I’m also intrigued by this Conv1D implementation. Just out of curiosity, I decided to check if the performance is different in the versions provided by @j3m and see if there were some differences. So, I just added the nn.Linear to the mix:

from transformers.pytorch_utils import Conv1D
import torch
import torch.nn.functional as F

in_features = 4
out_features = 8
batch_shape = (1, 12, 64)

conv = Conv1D(out_features, in_features)
W = torch.rand(conv.weight.shape, dtype=torch.float32)
b = torch.rand(conv.bias.shape, dtype=torch.float32)
conv.weight.data = W
conv.bias.data = b

x = torch.rand(*batch_shape, in_features, dtype=torch.float32)

y_torch = F.linear(x, W.T, b)
y_hf = conv(x)

assert torch.allclose(y_hf, y_torch)


linear = nn.Linear(in_features, out_features)
linear.weight.data = W.T
linear.bias.data = b

y_linear = linear(x) 

assert torch.allclose(y_linear, y_torch), "nn.Linear and F.linear outputs differ"

And timeit the three of them, all tests done in a HGX H100 single GPU, Python 3.10 Pytorch 2.2.2:

First for CPU:

#... Same code as original question=
W = W.T
#--------
%%timeit -n 1000
# Linear transformation using torch.nn.functional.linear
x_random = torch.rand(*batch_shape, 5, in_features, dtype=torch.float32)
y_torch = F.linear(x_random, W, b)
>>> 108 µs ± 661 ns per loop (mean ± std. dev. of 7 runs, 1,000 loops each)

#---------
%%timeit -n 1000
# Convolution transformation using transformers Conv1D
x_random = torch.rand(*batch_shape, 5, in_features, dtype=torch.float32)
y_hf = conv(x_random)
>>> 115 µs ± 1.02 µs per loop (mean ± std. dev. of 7 runs, 1,000 loops each)

#---------
%%timeit -n 1000
# Linear transformation using torch.nn.Linear
x_random = torch.rand(*batch_shape, 5, in_features, dtype=torch.float32)
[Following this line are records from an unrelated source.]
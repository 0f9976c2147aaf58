// crates/db/src/queries/mod.rs
// Aggregate, list and report queries served by the dashboard API.

mod activity;
mod analytics;
mod conversations;
mod dashboard;
mod leads;
mod reports;
mod types;

pub use activity::{RECENT_CHATS_LIMIT, RECENT_LEADS_LIMIT, RECENT_PREVIEW_CHARS};
pub use analytics::TOP_CITIES;
pub use conversations::{SessionMessageStats, SEARCH_LEAD_LIMIT, SEARCH_MESSAGE_LIMIT};
pub use dashboard::ACTIVE_CONVERSATION_MIN_MESSAGES;
pub use reports::REPORT_TOP_N;
pub use types::*;
// crates/server/src/routes/sync.rs
//! Manual refresh: drop cached aggregates so the next reads hit the backend.

use std::sync::Arc;
use std::time::Instant;

use axum::{extract::State, routing::post, Json, Router};
use serde::Serialize;
use ts_rs::TS;

use crate::metrics::record_sync;
use crate::state::AppState;

#[derive(Debug, Serialize, TS)]
#[cfg_attr(feature = "codegen", ts(export, export_to = "../../../web/src/types/generated/"))]
#[cfg_attr(test, derive(serde::Deserialize))]
#[serde(rename_all = "camelCase")]
pub struct SyncResponse {
    #[ts(type = "number")]
    pub cleared: usize,
    pub message: String,
}

/// POST /api/sync
pub async fn sync(State(state): State<Arc<AppState>>) -> Json<SyncResponse> {
    let start = Instant::now();
    let cleared = state.db.clear_cache();
    record_sync(cleared, start.elapsed());
    Json(SyncResponse {
        cleared,
        message: format!("Cleared {cleared} cached aggregates"),
    })
}

pub fn router() -> Router<Arc<AppState>> {
    Router::new().route("/sync", post(sync))
}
y_torch = linear(x_random)
>>> 114 µs ± 1.38 µs per loop (mean ± std. dev. of 7 runs, 1,000 loops each)

Then for GPU:

#... Same code as original question=

# Ensure the tensors and model are on GPU
x_gpu = x.cuda()
W_gpu = W.T.cuda()
b_gpu = b.cuda()
#---------
%%timeit -n 1000
x_random = torch.rand(*batch_shape, 5, in_features, dtype=torch.float32, device='cuda')
# Linear transformation using torch.nn.functional.linear on GPU
y_torch_gpu = F.linear(x_random, W_gpu, b_gpu)
>>>22.4 µs ± 956 ns per loop (mean ± std. dev. of 7 runs, 1,000 loops each)

#---------
conv.cuda()
#---------
%%timeit -n 1000 
# Generate random input on each iteration
x_random = torch.rand(*batch_shape, 5, in_features, dtype=torch.float32, device='cuda')
# Convolution transformation using transformers Conv1D on GPU
y_hf_gpu = conv(x_random)
>>> 27.7 µs ± 651 ns per loop (mean ± std. dev. of 7 runs, 1,000 loops each)

#--------
linear.cuda()
#---------
%%timeit -n 1000
# Linear transformation using torch.nn.Linear
x_random = torch.rand(*batch_shape, 5, in_features, dtype=torch.float32, device='cuda')

y_torch = linear(x_random)
>>> 27.8 µs ± 943 ns per loop (mean ± std. dev. of 7 runs, 1,000 loops each)

So, identical performance for Conv1D and nn.Linear, F.linear is faster as expected.

I also checked GPU ram used, restarting the kernel each time, and taking measurements just at the start and end of the %%timeit cell with:

# Get the amount of GPU memory that is currently allocated by PyTorch.
memory_allocated = torch.cuda.memory_allocated()
# Print the amount of memory in megabytes.
print(memory_allocated / 1024)
# Get the amount of GPU memory that is currently reserved by PyTorch.
memory_reserved = torch.cuda.memory_reserved()
# Print the amount of memory in megabytes.
print(memory_reserved / 1024)

And in both Conv1d and nn.Linear cases, the usage was identical to the Byte (Allocated/Reserved): 32769.0MB/34816.0MB and 32769.0MB/34816.0MB

Anyway, I was just curious, hope it helps someone and someone else can provide more details about this answering @j3m questions.